The top 25 significantly enriched GO terms of the overlapping target genes of differentially expressed miRNAs in spleen lymphocytes of Balb/C mice (Kyn stimulated vs negative control). (A) Up gene Go analysis. (B) Down gene Go analysis.

Figure 8

The top 25 significantly enriched KEGG-pathway analyses of overlapped target genes of differentially expressed miRNAs in spleen lymphocytes of Balb/C mice (Kyn stimulated vs negative control). (A) Up gene KEGG analysis. (B) Down gene KEGG analysis.

Figure 9

miRNA–mRNA-pathway-net.

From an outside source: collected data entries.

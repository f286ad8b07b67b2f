//! Error types for the layout engine

use thiserror::Error;

use crate::host::ShapeId;

/// Errors that can occur while planning or placing a layout
#[derive(Debug, Error, Clone, PartialEq)]
pub enum LayoutError {
    /// Alignment or adjacency token that is not recognized
    #[error("invalid position '{token}' (valid positions: {valid})")]
    InvalidPosition { token: String, valid: String },

    /// Bounding-box computation found no contributing geometry
    #[error("no geometry contributes to the bounds of {subject}")]
    EmptyBounds { subject: String },

    /// Size label placeholder not present in an artwork shape
    #[error("size label placeholder '{placeholder}' missing in shape '{shape}'")]
    SizeLabelMissing { shape: String, placeholder: String },

    /// Named artwork piece not found where required
    #[error("required shape '{name}' not found in {container}")]
    MissingRequiredShape { name: String, container: String },

    /// The host could not report geometry for a shape
    #[error("bounds unavailable for shape {shape:?}: {reason}")]
    BoundsUnavailable { shape: ShapeId, reason: String },

    /// The quantity cannot be satisfied on any finite number of canvases
    #[error("capacity exceeded: {reason}")]
    CapacityExceeded { reason: String },

    /// Rotation angle outside the supported quarter turns
    #[error("unsupported rotation of {degrees} degrees (expected 0, ±90 or ±180)")]
    UnsupportedRotation { degrees: f64 },

    /// A caller-supplied parameter is out of range
    #[error("invalid parameter '{name}': {reason}")]
    InvalidParameter { name: String, reason: String },

    /// Shape handle not known to the host
    #[error("unknown shape {0:?}")]
    UnknownShape(ShapeId),

    /// Canvas handle not known to the host
    #[error("unknown canvas {0}")]
    UnknownCanvas(u32),
}

impl LayoutError {
    /// Create an invalid position error listing the accepted tokens
    pub fn invalid_position(token: impl Into<String>, valid: &[&str]) -> Self {
        Self::InvalidPosition {
            token: token.into(),
            valid: valid.join(", "),
        }
    }

    /// Create an empty bounds error
    pub fn empty_bounds(subject: impl Into<String>) -> Self {
        Self::EmptyBounds {
            subject: subject.into(),
        }
    }

    /// Create a missing size label error
    pub fn size_label_missing(shape: impl Into<String>, placeholder: impl Into<String>) -> Self {
        Self::SizeLabelMissing {
            shape: shape.into(),
            placeholder: placeholder.into(),
        }
    }

    /// Create a missing shape error
    pub fn missing_shape(name: impl Into<String>, container: impl Into<String>) -> Self {
        Self::MissingRequiredShape {
            name: name.into(),
            container: container.into(),
        }
    }

    /// Create a bounds unavailable error
    pub fn bounds_unavailable(shape: ShapeId, reason: impl Into<String>) -> Self {
        Self::BoundsUnavailable {
            shape,
            reason: reason.into(),
        }
    }

    /// Create a capacity exceeded error
    pub fn capacity(reason: impl Into<String>) -> Self {
        Self::CapacityExceeded {
            reason: reason.into(),
        }
    }

    /// Create an invalid parameter error
    pub fn invalid_parameter(name: impl Into<String>, reason: impl Into<String>) -> Self {
        Self::InvalidParameter {
            name: name.into(),
            reason: reason.into(),
        }
    }

    /// The shape this error is about, if any
    pub fn shape(&self) -> Option<ShapeId> {
        match self {
            Self::BoundsUnavailable { shape, .. } => Some(*shape),
            Self::UnknownShape(shape) => Some(*shape),
            _ => None,
        }
    }
}
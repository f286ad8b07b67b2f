//! Orientation heuristics: how many tiles fit per row and which
//! orientation to use
//!
//! These are deliberate approximations that favour the orientation with
//! more tiles per row; they do not search for an optimal packing.

use tracing::debug;

use super::error::LayoutError;
use super::types::{Dimension, Mode, Orientation};

/// Per-orientation fit counts and the recommended orientation
#[derive(Debug, Clone, Copy, PartialEq)]
pub struct LayoutPlan {
    pub vertical_per_row: u32,
    pub horizontal_per_row: u32,
    pub vertical_rows: u32,
    pub horizontal_rows: u32,
    pub l_shape_feasible: bool,
    /// L units needed, two garments each
    pub l_shape_pairs: u32,
    /// L units that fit side by side in one row
    pub l_shape_per_row: u32,
    pub recommended: Orientation,
}

impl LayoutPlan {
    /// Tiles per row for an orientation
    pub fn per_row(&self, orientation: Orientation) -> u32 {
        match orientation {
            Orientation::Vertical => self.vertical_per_row,
            Orientation::Horizontal => self.horizontal_per_row,
            Orientation::LShape => self.l_shape_per_row,
        }
    }

    /// Rows needed for an orientation
    pub fn rows(&self, orientation: Orientation) -> u32 {
        match orientation {
            Orientation::Vertical => self.vertical_rows,
            Orientation::Horizontal => self.horizontal_rows,
            Orientation::LShape => self.l_shape_pairs.div_ceil(self.l_shape_per_row),
        }
    }
}

/// How many items of `extent` fit in `limit`, each followed by `gap`.
///
/// Never less than one, so a single oversized item still gets a row.
pub fn items_per_row(extent: f64, gap: f64, limit: f64) -> u32 {
    let count = (limit / (extent + gap)).floor();
    if count.is_finite() && count >= 1.0 {
        count as u32
    } else {
        1
    }
}

/// Expected size of one built unit, in inches.
///
/// Matches what the initiator assembles: Horizontal turns each piece a
/// quarter, and an L unit is a square of side `w + h + gap`.
pub fn unit_dimension(piece: Dimension, mode: Mode, orientation: Orientation, gap: f64) -> Dimension {
    match orientation {
        Orientation::Vertical => mode.tile_dimension(piece, gap),
        Orientation::Horizontal => match mode {
            Mode::B => piece.swapped(),
            Mode::FB => Dimension::new(piece.height * 2.0 + gap, piece.width),
            Mode::Pant => Dimension::new(piece.height, piece.width * 2.0 + gap),
        },
        Orientation::LShape => {
            let side = piece.width + piece.height + gap;
            Dimension::new(side, side)
        }
    }
}

/// Plan orientation and row counts for `quantity` garments.
///
/// All sizes are in inches. The tile is the piece adjusted for the mode;
/// Vertical counts along the tile height and Horizontal along the tile
/// width.
pub fn plan_layout(
    dimension: Dimension,
    mode: Mode,
    gap: f64,
    canvas_max_size: f64,
    quantity: u32,
) -> Result<LayoutPlan, LayoutError> {
    if quantity == 0 {
        return Err(LayoutError::invalid_parameter(
            "quantity",
            "at least one garment is required",
        ));
    }
    if !dimension.is_positive() {
        return Err(LayoutError::capacity(format!(
            "piece size {}x{} is not a positive size",
            dimension.width, dimension.height
        )));
    }
    if !canvas_max_size.is_finite() || canvas_max_size <= 0.0 {
        return Err(LayoutError::capacity(format!(
            "canvas size {} leaves no room",
            canvas_max_size
        )));
    }
    if !gap.is_finite() || gap < 0.0 {
        return Err(LayoutError::invalid_parameter(
            "gap",
            format!("gap must be a non-negative number, got {}", gap),
        ));
    }

    let tile = mode.tile_dimension(dimension, gap);
    let vertical_per_row = items_per_row(tile.height, gap, canvas_max_size);
    let horizontal_per_row = items_per_row(tile.width, gap, canvas_max_size);

    let l_side = dimension.width + dimension.height + gap;
    let l_shape_feasible = mode.supports_l_shape()
        && (vertical_per_row < 3 || horizontal_per_row < 3)
        && l_side < canvas_max_size;
    let l_shape_pairs = quantity.div_ceil(2);
    let l_shape_per_row = items_per_row(l_side, gap, canvas_max_size);

    let recommended = if l_shape_feasible && vertical_per_row < 3 && horizontal_per_row < 3 {
        Orientation::LShape
    } else if horizontal_per_row > vertical_per_row {
        Orientation::Horizontal
    } else {
        Orientation::Vertical
    };

    let plan = LayoutPlan {
        vertical_per_row,
        horizontal_per_row,
        vertical_rows: quantity.div_ceil(vertical_per_row),
        horizontal_rows: quantity.div_ceil(horizontal_per_row),
        l_shape_feasible,
        l_shape_pairs,
        l_shape_per_row,
        recommended,
    };
    debug!(
        %mode,
        vertical = plan.vertical_per_row,
        horizontal = plan.horizontal_per_row,
        l_shape = plan.l_shape_feasible,
        recommended = %plan.recommended,
        "layout planned"
    );
    Ok(plan)
}
//! Grid and row packing layout engine
//!
//! Plans how many repeated garment units fit per row and per canvas,
//! builds the first unit from a front/back artwork pair, and tiles copies
//! of it across as many canvases as the quantity needs. All geometry goes
//! through a [`CanvasHost`](crate::host::CanvasHost).

pub mod composite;
pub mod config;
pub mod error;
pub mod initiator;
pub mod kernel;
pub mod placer;
pub mod planner;
pub mod row_fit;
pub mod transform;
pub mod types;

pub use composite::{with_composite, CompositeUnit};
pub use config::LayoutConfig;
pub use error::LayoutError;
pub use initiator::{build_initial_unit, find_artwork, stamp_size_label, InitialUnitRequest};
pub use kernel::{
    align, align_to_rect, bounds_of, bounds_of_all, move_adjacent, resize_to_target,
    rotate_about_center, rotate_group_about_center,
};
pub use placer::{place_grid, CanvasFill, GridPlacer, PlacementRequest};
pub use planner::{plan_layout, unit_dimension, LayoutPlan};
pub use row_fit::{plan_row_fit, plan_row_fit_natural, CanvasLimits, RowFitResult};
pub use types::*;
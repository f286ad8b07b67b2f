//! SVG generation from a headless document

use crate::host::{Container, MemoryHost, ShapeKind, ShapeSnapshot};
use crate::layout::{BoundingBox, LayoutError};

use super::SvgConfig;

const PREVIEW_STYLE: &str = "\
.{p}canvas { fill: #ffffff; stroke: #999999; stroke-dasharray: 6 4; }
.{p}path { fill: #e3f2fd; stroke: #1565c0; stroke-width: 1; }
.{p}clip { fill: none; stroke: #ff9800; stroke-dasharray: 2 2; }
.{p}text { fill: none; stroke: #999999; stroke-width: 0.5; }
.{p}label { font-family: sans-serif; font-size: 10px; fill: #333333; }";

/// Build SVG elements incrementally
pub struct SvgBuilder {
    config: SvgConfig,
    styles: Vec<String>,
    elements: Vec<String>,
    indent: usize,
}

impl SvgBuilder {
    /// Create a new SVG builder
    pub fn new(config: SvgConfig) -> Self {
        Self {
            config,
            styles: vec![],
            elements: vec![],
            indent: 1,
        }
    }

    fn class(&self, name: &str) -> String {
        format!("{}{}", self.config.class_prefix, name)
    }

    fn indent_str(&self) -> String {
        if self.config.indent {
            "  ".repeat(self.indent)
        } else {
            String::new()
        }
    }

    fn newline(&self) -> &str {
        if self.config.indent {
            "\n"
        } else {
            ""
        }
    }

    /// Add the default preview styles
    pub fn add_default_style(&mut self) {
        self.styles
            .push(PREVIEW_STYLE.replace("{p}", &self.config.class_prefix));
    }

    /// Add a rectangle element
    pub fn add_rect(&mut self, id: Option<&str>, bounds: &BoundingBox, class: &str) {
        let id_attr = id
            .map(|i| format!(r#" id="{}""#, escape_xml(i)))
            .unwrap_or_default();
        self.elements.push(format!(
            r#"{}<rect{} class="{}" x="{}" y="{}" width="{}" height="{}"/>"#,
            self.indent_str(),
            id_attr,
            self.class(class),
            bounds.left,
            bounds.top,
            bounds.width(),
            bounds.height()
        ));
    }

    /// Add centered text
    pub fn add_label(&mut self, text: &str, x: f64, y: f64) {
        self.elements.push(format!(
            r#"{}<text class="{}" x="{}" y="{}" text-anchor="middle" dominant-baseline="middle">{}</text>"#,
            self.indent_str(),
            self.class("label"),
            x,
            y,
            escape_xml(text)
        ));
    }

    /// Start a group element
    pub fn start_group(&mut self, id: Option<&str>, class: &str) {
        let id_attr = id
            .map(|i| format!(r#" id="{}""#, escape_xml(i)))
            .unwrap_or_default();
        self.elements.push(format!(
            r#"{}<g{} class="{}">"#,
            self.indent_str(),
            id_attr,
            self.class(class)
        ));
        self.indent += 1;
    }

    /// End a group element
    pub fn end_group(&mut self) {
        self.indent = self.indent.saturating_sub(1).max(1);
        self.elements.push(format!("{}</g>", self.indent_str()));
    }

    /// Build the final SVG string
    pub fn build(self, viewbox: BoundingBox) -> String {
        let padding = self.config.padding;
        let vb_x = viewbox.left - padding;
        let vb_y = viewbox.top - padding;
        let vb_w = viewbox.width() + 2.0 * padding;
        let vb_h = viewbox.height() + 2.0 * padding;

        let nl = self.newline();
        let mut svg = String::new();

        if self.config.xml_declaration {
            svg.push_str(r#"<?xml version="1.0" encoding="UTF-8"?>"#);
            svg.push_str(nl);
        }

        svg.push_str(&format!(
            r#"<svg xmlns="http://www.w3.org/2000/svg" viewBox="{} {} {} {}">"#,
            vb_x, vb_y, vb_w, vb_h
        ));
        svg.push_str(nl);

        if !self.styles.is_empty() {
            svg.push_str("  <style>");
            svg.push_str(nl);
            for style in &self.styles {
                svg.push_str(style);
                svg.push_str(nl);
            }
            svg.push_str("  </style>");
            svg.push_str(nl);
        }

        for elem in &self.elements {
            svg.push_str(elem);
            svg.push_str(nl);
        }

        svg.push_str("</svg>");
        svg
    }
}

/// Render every canvas of `host` as an SVG preview
pub fn render_preview(host: &MemoryHost, config: &SvgConfig) -> Result<String, LayoutError> {
    let canvases = host.canvases();
    let mut builder = SvgBuilder::new(config.clone());
    builder.add_default_style();

    let mut viewbox: Option<BoundingBox> = None;
    for canvas in &canvases {
        let id = format!("canvas-{}", canvas.id.0);
        builder.start_group(Some(&id), "sheet");
        builder.add_rect(None, &canvas.rect, "canvas");
        for shape in host.snapshot(Container::Canvas(canvas.id))? {
            render_shape(&shape, &mut builder);
        }
        builder.end_group();

        viewbox = Some(match viewbox {
            Some(vb) => vb.union(&canvas.rect),
            None => canvas.rect,
        });
    }

    Ok(builder.build(viewbox.unwrap_or(BoundingBox::new(0.0, 0.0, 0.0, 0.0))))
}

fn render_shape(shape: &ShapeSnapshot, builder: &mut SvgBuilder) {
    match shape.kind {
        ShapeKind::Group { .. } => {
            builder.start_group(Some(&shape.name), "group");
            for child in &shape.children {
                render_shape(child, builder);
            }
            builder.end_group();
        }
        ShapeKind::Path | ShapeKind::Text => {
            let Some(bounds) = shape.bounds else {
                return;
            };
            let class = match shape.kind {
                ShapeKind::Text => "text",
                _ if shape.clipping => "clip",
                _ => "path",
            };
            builder.add_rect(Some(&shape.name), &bounds, class);
            if builder.config.show_labels {
                if let Some(text) = shape.text.as_deref().filter(|t| !t.is_empty()) {
                    let c = bounds.center();
                    builder.add_label(text, c.x, c.y);
                }
            }
        }
    }
}

fn escape_xml(s: &str) -> String {
    s.replace('&', "&amp;")
        .replace('<', "&lt;")
        .replace('>', "&gt;")
        .replace('"', "&quot;")
        .replace('\'', "&apos;")
}

#[cfg(test)]
mod tests {
    use super::*;
    use crate::host::CanvasHost;
    use crate::layout::{Dimension, Point};

    fn sample_host() -> MemoryHost {
        let mut host = MemoryHost::new();
        let canvas = host.create_canvas(Dimension::new(4.0, 2.0)).unwrap();
        let art = host
            .add_artwork(
                Container::Canvas(canvas.id),
                "1-FRONT",
                Dimension::new(1.0, 1.0),
                Point::new(0.0, 0.0),
                Some("SIZE"),
            )
            .unwrap();
        let label = host
            .find_child_by_name(Container::Group(art), "SIZE")
            .unwrap()
            .unwrap();
        host.set_text(label, "M & L").unwrap();
        host
    }

    #[test]
    fn test_escape_xml() {
        assert_eq!(escape_xml("<a & 'b'>"), "&lt;a &amp; &apos;b&apos;&gt;");
    }

    #[test]
    fn test_preview_contains_canvas_and_shapes() {
        let svg = render_preview(&sample_host(), &SvgConfig::default()).unwrap();
        assert!(svg.starts_with("<?xml"));
        assert!(svg.contains(r#"<g id="canvas-0" class="gs-sheet">"#));
        assert!(svg.contains(r#"class="gs-canvas" x="0" y="0" width="288" height="144""#));
        assert!(svg.contains(r#"<g id="1-FRONT" class="gs-group">"#));
        assert!(svg.contains("M &amp; L"));
        assert!(svg.ends_with("</svg>"));
    }

    #[test]
    fn test_viewbox_includes_padding() {
        let config = SvgConfig::new()
            .with_padding(10.0)
            .with_xml_declaration(false)
            .with_indent(false);
        let svg = render_preview(&sample_host(), &config).unwrap();
        insta::assert_snapshot!(
            svg.split('>').next().unwrap_or_default(),
            @r#"<svg xmlns="http://www.w3.org/2000/svg" viewBox="-10 -10 308 164""#
        );
    }

    #[test]
    fn test_labels_can_be_hidden() {
        let config = SvgConfig::new().with_labels(false);
        let svg = render_preview(&sample_host(), &config).unwrap();
        assert!(!svg.contains("M &amp; L"));
    }
}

Squares indicate identified miRNAs, while circles represent the corresponding target genes. Blue indicates down-regulated miRNAs or mRNAs while red indicates up-regulated miRNAs or mRNAs. The relationship between miRNAs and genes is shown connected by gray lines. Eleven significantly enriched pathways associated with splenocytes stimulated by Kyn were depicted using the gray triangles. More details about immune related miRNA–mRNA-pathway are shown in Supplementary Figure 3 .

Figure 10

miRNA–mRNA interaction network. The size of the point represents the regulatory capacity of a given miRNA. Squares indicate identified miRNAs, while circles represent the corresponding target genes. Blue indicates down-regulated miRNAs or mRNAs while red indicates up-regulated miRNAs or mRNAs. The relationship between miRNAs and genes is shown connected by gray lines.